What is expected> Filter the records for "source" and keep each line that has it.

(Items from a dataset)
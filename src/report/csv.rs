//! CSV 导出
//!
//! 负载矩阵的 CSV 工件：每个节点一行，单元为逗号分隔的整数。

use std::fmt::Write as _;
use std::fs;
use std::path::Path;

use super::ReportError;
use crate::graph::SquareMatrix;

/// 将矩阵写为 CSV 文件：`v,v,...,v\n` 逐行重复。
pub fn write_matrix_csv(matrix: &SquareMatrix, path: &Path) -> Result<(), ReportError> {
    let n = matrix.n();
    let mut out = String::new();
    for i in 0..n {
        for j in 0..n {
            if j > 0 {
                out.push(',');
            }
            let _ = write!(out, "{}", matrix.get(i, j));
        }
        out.push('\n');
    }

    fs::write(path, out).map_err(|source| ReportError::CsvWrite {
        path: path.to_path_buf(),
        source,
    })
}
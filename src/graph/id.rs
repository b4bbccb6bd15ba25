//! 标识符类型
//!
//! 定义网络图中节点的唯一标识符。

/// 节点标识符
#[derive(Debug, Clone, Copy, PartialEq, Eq, Hash)]
pub struct NodeId(pub usize);
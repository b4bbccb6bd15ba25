use std::fs;
use std::path::PathBuf;
use std::process::Command;
use std::time::{SystemTime, UNIX_EPOCH};

fn unique_temp_dir(prefix: &str) -> PathBuf {
    let nanos = SystemTime::now()
        .duration_since(UNIX_EPOCH)
        .expect("time went backwards")
        .as_nanos();
    let dir = std::env::temp_dir().join(format!(
        "tesim-rs-{prefix}-{}-{nanos}",
        std::process::id()
    ));
    fs::create_dir_all(&dir).expect("create temp dir");
    dir
}

fn write_file(dir: &PathBuf, name: &str, contents: &str) -> PathBuf {
    let path = dir.join(name);
    fs::write(&path, contents).expect("write temp file");
    path
}

#[test]
fn te_shared_writes_csv_artifact_and_reports_total() {
    let dir = unique_temp_dir("te-shared");
    let csv = dir.join("load.csv");

    let output = Command::new(env!("CARGO_BIN_EXE_te_shared"))
        .args([
            "--nodes",
            "12",
            "--simulations",
            "500",
            "--workers",
            "2",
            "--seed",
            "7",
            "--csv-out",
            csv.to_str().unwrap(),
        ])
        .output()
        .expect("run te_shared");

    assert!(output.status.success(), "stderr: {}", String::from_utf8_lossy(&output.stderr));
    let stdout = String::from_utf8_lossy(&output.stdout);
    assert!(stdout.contains("Total Traffic Routed:"), "stdout: {stdout}");

    let contents = fs::read_to_string(&csv).expect("csv artifact");
    let rows: Vec<&str> = contents.lines().collect();
    assert_eq!(rows.len(), 12);
    assert!(rows.iter().all(|r| r.split(',').count() == 12));
    assert!(
        contents
            .lines()
            .flat_map(|r| r.split(','))
            .all(|c| c.parse::<u64>().is_ok())
    );
}

#[test]
fn te_shared_continues_when_csv_path_is_unwritable() {
    let dir = unique_temp_dir("te-shared-badcsv");
    let csv = dir.join("no-such-subdir").join("load.csv");

    let output = Command::new(env!("CARGO_BIN_EXE_te_shared"))
        .args([
            "--nodes",
            "8",
            "--simulations",
            "100",
            "--csv-out",
            csv.to_str().unwrap(),
        ])
        .output()
        .expect("run te_shared");

    // Artifact write failure is logged, never fatal.
    assert!(output.status.success());
    assert!(!csv.exists());
}

#[test]
fn te_replicated_reports_total() {
    let output = Command::new(env!("CARGO_BIN_EXE_te_replicated"))
        .args([
            "--nodes", "12", "--simulations", "500", "--workers", "3", "--seed", "7",
        ])
        .output()
        .expect("run te_replicated");

    assert!(output.status.success(), "stderr: {}", String::from_utf8_lossy(&output.stderr));
    let stdout = String::from_utf8_lossy(&output.stdout);
    assert!(stdout.contains("Total Traffic Routed:"), "stdout: {stdout}");
}

#[test]
fn scenario_file_drives_the_run_and_cli_overrides_it() {
    let dir = unique_temp_dir("te-scenario");
    let scenario = write_file(
        &dir,
        "scenario.json",
        r#"
{
    "nodes": 10,
    "simulations": 200,
    "workers": 2,
    "seed": 3,
    "csv_out": null
}
        "#,
    );
    let csv = dir.join("load.csv");

    let output = Command::new(env!("CARGO_BIN_EXE_te_shared"))
        .args([
            "--scenario",
            scenario.to_str().unwrap(),
            "--nodes",
            "6",
            "--csv-out",
            csv.to_str().unwrap(),
        ])
        .output()
        .expect("run te_shared");

    assert!(output.status.success());
    // --nodes overrides the scenario file: 6 rows, not 10.
    let contents = fs::read_to_string(&csv).expect("csv artifact");
    assert_eq!(contents.lines().count(), 6);
}

#[test]
fn missing_scenario_file_exits_nonzero() {
    let output = Command::new(env!("CARGO_BIN_EXE_te_shared"))
        .args(["--scenario", "/nonexistent/scenario.json"])
        .output()
        .expect("run te_shared");

    assert!(!output.status.success());
    let stderr = String::from_utf8_lossy(&output.stderr);
    assert!(stderr.contains("failed to load scenario"), "stderr: {stderr}");
}
mod coordinator;
mod load_tracker;
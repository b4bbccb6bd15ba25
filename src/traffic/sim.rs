//! 流量准入仿真
//!
//! 按最短距离矩阵的可达性生成合成需求，对每条需求依次尝试：
//! 直连链路准入 → 单跳改道（按下标序首个可行中转，只预约第一跳）
//! → 静默丢弃。链路预约通过 [`LoadTracker`] 的原子检查-预约完成，
//! 任何调度下负载都不会超过容量。
//!
//! 支持两种部署形态：
//! - 共享内存：全部线程共享一个负载矩阵，事件下标按区间划分；
//! - 复制式：每个 worker 持有私有负载矩阵（对应多进程各自记账的
//!   简化模型），事件下标按 `worker, worker+size, ...` 轮转分配，
//!   结束时只归并各 worker 的流量总量。

use tracing::{debug, trace};

use super::demand::{Demand, DemandGen};
use super::load::LoadTracker;
use crate::graph::{INF, NodeId, SquareMatrix};

/// 流量仿真配置选项
#[derive(Debug, Clone)]
pub struct SimOpts {
    /// 需求事件总数
    pub simulations: u64,
    /// worker（线程）数
    pub workers: usize,
    /// 包大小上限（含）
    pub max_packet: u32,
    /// 需求流基础种子
    pub seed: u64,
}

impl Default for SimOpts {
    fn default() -> Self {
        Self {
            simulations: 5000,
            workers: 2,
            max_packet: 100,
            seed: 0,
        }
    }
}

/// 单条需求的处置结果
#[derive(Debug, Clone, Copy, PartialEq, Eq)]
pub enum Outcome {
    /// 直连链路承载
    Primary,
    /// 经指定中转节点单跳改道（只预约了第一跳）
    Rerouted(NodeId),
    /// 无可行链路，静默丢弃
    Dropped,
    /// 源等于目的或目的不可达，无副作用跳过
    Skipped,
}

/// 仿真统计。`merge` 是可结合可交换的归并，与 worker 数量和
/// 调度顺序无关。
#[derive(Debug, Default, Clone, Copy, PartialEq, Eq)]
pub struct TrafficStats {
    /// 所有被准入需求的大小之和
    pub routed_total: u64,
    pub primary: u64,
    pub rerouted: u64,
    pub dropped: u64,
    pub skipped: u64,
}

impl TrafficStats {
    fn record(&mut self, outcome: Outcome, size: u32) {
        match outcome {
            Outcome::Primary => {
                self.routed_total += size as u64;
                self.primary += 1;
            }
            Outcome::Rerouted(_) => {
                self.routed_total += size as u64;
                self.rerouted += 1;
            }
            Outcome::Dropped => self.dropped += 1,
            Outcome::Skipped => self.skipped += 1,
        }
    }

    /// 归并另一份局部统计
    pub fn merge(&mut self, other: &TrafficStats) {
        self.routed_total += other.routed_total;
        self.primary += other.primary;
        self.rerouted += other.rerouted;
        self.dropped += other.dropped;
        self.skipped += other.skipped;
    }
}

/// 处理单条需求：先直连，失败则按下标序扫描中转节点首次适配，
/// 仍失败则丢弃。改道只预约 `(src, i)` 一跳。
pub fn admit(
    demand: Demand,
    dist: &SquareMatrix,
    capacity: &SquareMatrix,
    load: &LoadTracker,
) -> Outcome {
    let Demand { src, dst, size } = demand;
    if src == dst || dist.get(src.0, dst.0) == INF {
        return Outcome::Skipped;
    }

    if load.try_reserve(src, dst, size, capacity.get(src.0, dst.0)) {
        trace!(src = src.0, dst = dst.0, size, load = load.current(src, dst), "主路径承载流量");
        return Outcome::Primary;
    }

    for i in 0..dist.n() {
        if i == src.0 {
            continue;
        }
        if dist.get(src.0, i) == INF || dist.get(i, dst.0) == INF {
            continue;
        }
        let via = NodeId(i);
        if load.try_reserve(src, via, size, capacity.get(src.0, i)) {
            trace!(
                src = src.0,
                via = i,
                dst = dst.0,
                size,
                load = load.current(src, via),
                "单跳改道承载流量"
            );
            return Outcome::Rerouted(via);
        }
    }

    Outcome::Dropped
}

/// 共享内存形态：`workers` 个线程共享一个负载矩阵，事件下标按
/// 连续区间静态划分。返回归并后的全局统计。
pub fn run_shared(
    dist: &SquareMatrix,
    capacity: &SquareMatrix,
    load: &LoadTracker,
    opts: &SimOpts,
) -> TrafficStats {
    let workers = opts.workers.max(1);
    let chunk = opts.simulations.div_ceil(workers as u64);

    let locals: Vec<TrafficStats> = std::thread::scope(|scope| {
        let handles: Vec<_> = (0..workers)
            .map(|w| {
                scope.spawn(move || {
                    let lo = w as u64 * chunk;
                    let hi = opts.simulations.min(lo + chunk);
                    let mut demands =
                        DemandGen::for_worker(opts.seed, w, dist.n(), opts.max_packet);
                    let mut local = TrafficStats::default();
                    for _ in lo..hi {
                        let demand = demands.next();
                        local.record(admit(demand, dist, capacity, load), demand.size);
                    }
                    debug!(worker = w, events = hi.saturating_sub(lo), routed = local.routed_total, "worker 局部统计");
                    local
                })
            })
            .collect();
        handles.into_iter().map(|h| h.join().expect("traffic worker panicked")).collect()
    });

    let mut total = TrafficStats::default();
    for local in &locals {
        total.merge(local);
    }
    total
}

/// 复制式形态：每个 worker 独立记账（私有负载矩阵），事件下标
/// 轮转分配。返回 (归并统计, 各 worker 的负载快照)。
pub fn run_replicated(
    dist: &SquareMatrix,
    capacity: &SquareMatrix,
    opts: &SimOpts,
) -> (TrafficStats, Vec<SquareMatrix>) {
    let workers = opts.workers.max(1);

    let locals: Vec<(TrafficStats, SquareMatrix)> = std::thread::scope(|scope| {
        let handles: Vec<_> = (0..workers)
            .map(|w| {
                scope.spawn(move || {
                    let load = LoadTracker::new(dist.n());
                    let mut demands =
                        DemandGen::for_worker(opts.seed, w, dist.n(), opts.max_packet);
                    let mut local = TrafficStats::default();
                    for _ in (w as u64..opts.simulations).step_by(workers) {
                        let demand = demands.next();
                        local.record(admit(demand, dist, capacity, &load), demand.size);
                    }
                    debug!(worker = w, routed = local.routed_total, "worker 局部统计");
                    (local, load.snapshot())
                })
            })
            .collect();
        handles.into_iter().map(|h| h.join().expect("traffic worker panicked")).collect()
    });

    let mut total = TrafficStats::default();
    let mut snapshots = Vec::with_capacity(locals.len());
    for (local, snap) in locals {
        total.merge(&local);
        snapshots.push(snap);
    }
    (total, snapshots)
}
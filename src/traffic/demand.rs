//! 需求生成
//!
//! 每个 worker 持有独立的伪随机源，种子由基础种子与 worker 编号
//! 确定性推导，保证相同配置下整条需求流可复现，且 worker 之间
//! 不共享生成器（避免无谓的争用与调度噪声）。

use rand::rngs::StdRng;
use rand::{Rng, SeedableRng};

use crate::graph::NodeId;

/// 一次流量需求：(源, 目的, 包大小)。即用即弃，不存储。
#[derive(Debug, Clone, Copy, PartialEq, Eq)]
pub struct Demand {
    pub src: NodeId,
    pub dst: NodeId,
    pub size: u32,
}

/// 单 worker 需求生成器
#[derive(Debug)]
pub struct DemandGen {
    rng: StdRng,
    nodes: usize,
    max_packet: u32,
}

impl DemandGen {
    /// 以 (基础种子, worker 编号) 派生生成器
    pub fn for_worker(seed: u64, worker: usize, nodes: usize, max_packet: u32) -> Self {
        let derived = seed ^ (worker as u64).wrapping_mul(0x9E3779B97F4A7C15);
        Self {
            rng: StdRng::seed_from_u64(derived),
            nodes,
            max_packet,
        }
    }

    /// 抽取下一条需求：源/目的均匀取自节点空间（可能相等，由
    /// 准入流程按跳过处理），大小在 `[1, max_packet]` 内均匀取值。
    pub fn next(&mut self) -> Demand {
        Demand {
            src: NodeId(self.rng.gen_range(0..self.nodes)),
            dst: NodeId(self.rng.gen_range(0..self.nodes)),
            size: self.rng.gen_range(1..=self.max_packet),
        }
    }
}
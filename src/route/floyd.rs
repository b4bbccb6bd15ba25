//! Floyd–Warshall 松弛
//!
//! 原地将距离矩阵改写为全源最短距离。无负权；恰好执行 N 轮
//! 松弛后必然终止，无错误路径。

use std::sync::Barrier;
use std::sync::atomic::{AtomicU32, Ordering};

use tracing::debug;

use crate::graph::{INF, SquareMatrix};

/// 串行全源最短路
///
/// 对每个中转点 k、每个有序点对 (i, j)：若 `dist[i][k]` 与
/// `dist[k][j]` 均有限，则用两段之和尝试收紧 `dist[i][j]`。
/// 幂等：对已是最短的矩阵再跑一遍不产生任何变化。
pub fn shortest_paths(dist: &mut SquareMatrix) {
    let n = dist.n();
    for k in 0..n {
        for i in 0..n {
            let dik = dist.get(i, k);
            if dik == INF {
                continue;
            }
            for j in 0..n {
                let dkj = dist.get(k, j);
                if dkj == INF {
                    continue;
                }
                let relaxed = dik.saturating_add(dkj);
                if relaxed < dist.get(i, j) {
                    dist.set(i, j, relaxed);
                }
            }
        }
    }
}

/// 共享内存并行全源最短路
///
/// 行区间静态划分给 `workers` 个线程；矩阵单元转为 `AtomicU32`
/// 以便跨线程读取第 k 行。每轮 k 内：
/// - 每个单元只被其行的属主线程写入，写写无竞争；
/// - 第 k 行在本轮内不会被改写（对角线恒为 0，松弛不可能再
///   收紧 `dist[k][j]`），跨线程读取无竞争；
/// - 轮末屏障保证第 k+1 轮能看到第 k 轮的全部更新。
///
/// 输出与串行版逐位一致。
pub fn shortest_paths_parallel(dist: &mut SquareMatrix, workers: usize) {
    let n = dist.n();
    let workers = workers.clamp(1, n.max(1));
    if workers <= 1 || n < 2 {
        shortest_paths(dist);
        return;
    }

    debug!(n, workers, "并行最短路：按行划分 + 每轮 k 屏障");

    let flat = std::mem::replace(dist, SquareMatrix::filled(0, 0)).into_cells();
    let cells: Vec<AtomicU32> = flat.into_iter().map(AtomicU32::new).collect();

    let rows_per_worker = n.div_ceil(workers);
    let barrier = Barrier::new(workers);

    std::thread::scope(|scope| {
        for w in 0..workers {
            let cells = &cells;
            let barrier = &barrier;
            scope.spawn(move || {
                let lo = w * rows_per_worker;
                let hi = n.min(lo + rows_per_worker);
                for k in 0..n {
                    for i in lo..hi {
                        let dik = cells[i * n + k].load(Ordering::Relaxed);
                        if dik != INF {
                            for j in 0..n {
                                let dkj = cells[k * n + j].load(Ordering::Relaxed);
                                if dkj == INF {
                                    continue;
                                }
                                let relaxed = dik.saturating_add(dkj);
                                let cell = &cells[i * n + j];
                                if relaxed < cell.load(Ordering::Relaxed) {
                                    cell.store(relaxed, Ordering::Relaxed);
                                }
                            }
                        }
                    }
                    // k+1 轮依赖本轮全部行的更新，必须在此会合
                    barrier.wait();
                }
            });
        }
    });

    let flat: Vec<u32> = cells.into_iter().map(AtomicU32::into_inner).collect();
    *dist = SquareMatrix::from_rows(n, flat);
}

Response to the task>
    fs::write(path, out).map_err(|source| ReportError::CsvWrite {
        source,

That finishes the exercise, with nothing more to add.